_WHAT YOU WILL DO_: Where the word "OptimizerConfig" appears in a line of the entries below, count that line and give the total alone.

[Collected data entries]
<<<<
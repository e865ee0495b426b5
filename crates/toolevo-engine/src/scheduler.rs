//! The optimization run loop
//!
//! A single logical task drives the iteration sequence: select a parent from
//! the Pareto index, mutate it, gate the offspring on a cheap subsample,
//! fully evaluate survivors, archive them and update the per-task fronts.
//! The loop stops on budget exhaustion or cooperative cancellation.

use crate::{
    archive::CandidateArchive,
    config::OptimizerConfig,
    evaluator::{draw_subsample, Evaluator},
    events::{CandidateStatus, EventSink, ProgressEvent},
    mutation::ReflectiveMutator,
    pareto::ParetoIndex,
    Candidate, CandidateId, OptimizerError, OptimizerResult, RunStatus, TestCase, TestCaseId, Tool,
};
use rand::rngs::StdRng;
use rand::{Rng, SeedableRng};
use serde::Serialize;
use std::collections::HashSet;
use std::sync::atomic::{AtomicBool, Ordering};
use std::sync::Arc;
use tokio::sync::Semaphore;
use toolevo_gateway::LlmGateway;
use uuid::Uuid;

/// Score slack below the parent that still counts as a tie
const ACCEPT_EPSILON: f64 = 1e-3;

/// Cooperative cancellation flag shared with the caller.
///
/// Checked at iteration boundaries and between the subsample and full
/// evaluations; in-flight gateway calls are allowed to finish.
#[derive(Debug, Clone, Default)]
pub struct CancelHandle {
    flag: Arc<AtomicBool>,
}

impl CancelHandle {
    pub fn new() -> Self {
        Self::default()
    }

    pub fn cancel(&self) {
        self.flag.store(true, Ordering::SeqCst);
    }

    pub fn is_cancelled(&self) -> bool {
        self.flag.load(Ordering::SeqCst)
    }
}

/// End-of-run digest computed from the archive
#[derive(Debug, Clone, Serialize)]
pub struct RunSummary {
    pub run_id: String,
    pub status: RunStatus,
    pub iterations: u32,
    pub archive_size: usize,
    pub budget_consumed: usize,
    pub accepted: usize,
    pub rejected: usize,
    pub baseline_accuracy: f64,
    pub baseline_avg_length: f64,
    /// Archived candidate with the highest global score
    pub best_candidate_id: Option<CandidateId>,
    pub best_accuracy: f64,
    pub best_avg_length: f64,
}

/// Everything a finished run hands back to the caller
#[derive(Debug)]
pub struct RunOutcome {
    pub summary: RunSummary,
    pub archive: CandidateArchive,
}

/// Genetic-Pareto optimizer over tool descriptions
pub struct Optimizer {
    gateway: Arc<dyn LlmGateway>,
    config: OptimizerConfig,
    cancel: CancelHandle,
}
>>>>
_ANSWER BOX_: 2